On Wednesday 24th January, Dan Norris made a special visit to Radstock’s Somerset Coalfield Life Museum to talk about WECA’s latest plans to heat local homes using water from flooded mines.

Mayor Norris was pleased to announce the initiative at Radstock Museum, which he hailed as “one of his favourites in the whole district”. Dan was excited to tie past, present and future together through the flooded mines, which had some sentimental impact on him as he mentioned he comes from a mining family.

The purpose of the meeting was to discuss the future, as the country continues to face a cost of living crisis and a global climate emergency. Dan noted that it was important that we are “taking every possible opportunity and do our bit for a better future”.

It was revealed that the West of England Combined Authority would be backing the ‘Heat from Former Mines’ initiative, liaising closely with colleagues from the unitary authorities to deliver. The plan is to extract the heat that exists in the water of the flooded former pits. The water is between 10 and 20oc, and the thermal energy could be used to create heating networks if it can be obtained in an efficient, sustainable way.

Thinking ahead to the future, Dan Norris said: “My fantasy is that perhaps Paulton Memorial Hospital could be powered by the old pit at Paulton, or the village of Pensford could have a heating network powered by the old pit”.

Around a quarter of homes on average in England sit above mine works, and in our area there are even more; there are around one hundred former pits in the West of England, so the green energy potential from this WECA-funded initiative is huge. Speaking of funding, Dan Norris revealed that £1.6 million would be pledged toward the Heat from Former Mines plan, and the money for this would be coming out of the Government’s £60 million Green Recovery Fund.

The Heat from Former Mines initiative will have three phases, and phase one starts this summer. Experts will be analysing maps and exploring the plans that were made to close the pits down across the West of England. Phase two will focus particularly on areas where there is a higher density of former pits and start planning for making 20cm bore holes in the most promising areas where the water is hotter. Bore holes will need to be 300 to 350 metres deep, and will cost £1000 per metre. The plan is to drill two of these to begin, which means that almost half of the WECA-allocated funding will be used at this stage, before testing takes place in phase three.

“Hopefully, the initial work will show that there are maybe twenty or thirty really exciting possibilities and I hope that we would have to find more money to drill more bore holes so that we can do even more on this front”.

Taking a comical swipe at Bristol’s underground rail network idea, Dan said: “This is the kind of underground I’m genuinely interested in, I have to be honest”.

“Wouldn’t it be fantastic if the contributions that our mining community made unknowingly to co2 emissions could now be turned around to, sustainably and in an environmentally friendly way, make sure that our future is much brighter and more affordable? With the increasing cost of the nuclear power plant at Hinkley, this could provide much cheaper energy too, as well as a sustainable option moving forward”.

The Coal Authority own the pits, but the land above is owned by private land owners, so the owners’ permission will need to be sought for the bore holes are drilled, thus making it hard to put a timeline on when exactly each phase will be rolled out, but the Metro Mayor is confident that “this will be a benefit to every citizen if we get it right”.

Following Dan’s unveiling, speakers included Radstock Town Clerk George Clutten and Shane Gould, Head of Industrial Heritage Strategy at Historic England.

Dan Martin, a hydrogeologist from The Coal Authority talked about about how heat extraction would work.

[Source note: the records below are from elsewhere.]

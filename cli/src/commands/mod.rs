//! # EyeQA Command Modules
//!
//! File: cli/src/commands/mod.rs
//! Author: Christi Mahu
//!
//! ## Overview
//!
//! This module aggregates all top-level commands of the EyeQA CLI and the
//! small amount of setup they share (loading the configuration and building
//! the `Assistant` over the right knowledge base).
//!
//! ## Commands
//!
//! - `ask`: Answer a single question
//! - `detect`: Show the detected category of a message
//! - `list`: List the known questions or suggestions
//! - `chat`: Interactive conversation in the terminal
//! - `srv`: HTTP API server
//!
//! Each command defines its own arguments structure and an async handler.
//!
use crate::core::config::{self, Config};
use crate::core::error::Result;
use crate::faq::{Assistant, KnowledgeBase};
use anyhow::Context;
use clap::Args;
use std::path::PathBuf;
use std::sync::Arc;
use tracing::{debug, info};

/// Answer a single question. Prints the answer text.
pub mod ask;
/// Interactive terminal conversation with suggestions and history.
pub mod chat;
/// Category detection for arbitrary text.
pub mod detect;
/// Listing of canonical questions and suggestions.
pub mod list;
/// HTTP API exposing the assistant. Includes configuration and server logic.
pub mod srv;

/// Knowledge base selection shared by every command.
#[derive(Args, Debug, Clone, Default)]
pub struct KnowledgeArgs {
    /// TOML knowledge base to use instead of the configured or built-in one.
    #[arg(long, short = 'k', value_name = "FILE")]
    pub knowledge: Option<PathBuf>,
}

/// Loads configuration and builds an assistant.
///
/// The `--knowledge` flag wins over `[knowledge] path`, which wins over the
/// built-in table.
pub(crate) fn load_assistant(args: &KnowledgeArgs) -> Result<(Config, Arc<Assistant>)> {
    let cfg = config::load_config().context("Failed to load EyeQA configuration")?;
    let knowledge = match &args.knowledge {
        Some(path) => {
            debug!("Using knowledge base from --knowledge: {}", path.display());
            KnowledgeBase::load_from_path(path)?
        }
        None => cfg.knowledge.load()?,
    };
    info!("Knowledge base ready with {} entries", knowledge.len());
    let assistant = Assistant::with_knowledge(Arc::new(knowledge))?;
    Ok((cfg, Arc::new(assistant)))
}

He explained that the mine water is heated due to the geothermal energy coming from the Earth’s core. That water will then be extracted into a heat exchanger which takes 5oc from the water’s heat. A heat pump will boost the temperature of the water for it to be distributed to houses and civic buildings connected via a heat network. Gateshead’s mine water geothermal heating scheme is the first operational example of this in the UK.

Retired miner Bryn Hawkins, 82, was a guest of honour at the event. Bryn does an excellent job of keeping the mining history of our local area alive, and was thrilled to hear the plans to bring the abandoned mines into the future.

“The project looks very exciting l will be watching it with interest, it looks very simple but l expect quite expensive to get up and running.

“The nice thing for me and the Somerset miners Welfare Trust committee is this is another way of keeping our campaign reminding local people there were coal mines in this area.

“The twenty metal miners and the Somer Valley FM radio program ‘When Coal Was King’ has at last got everyone talking about the Somerset Coal Mines, now with using the water underground to heat homes it’s going to make people even more aware.

“If the old miners that worked hard in the pits could come back and see what could happen, I’m sure they would be over the moon that something good is going to come from the underground workings to heat homes in the future. These are very exciting times for our area”.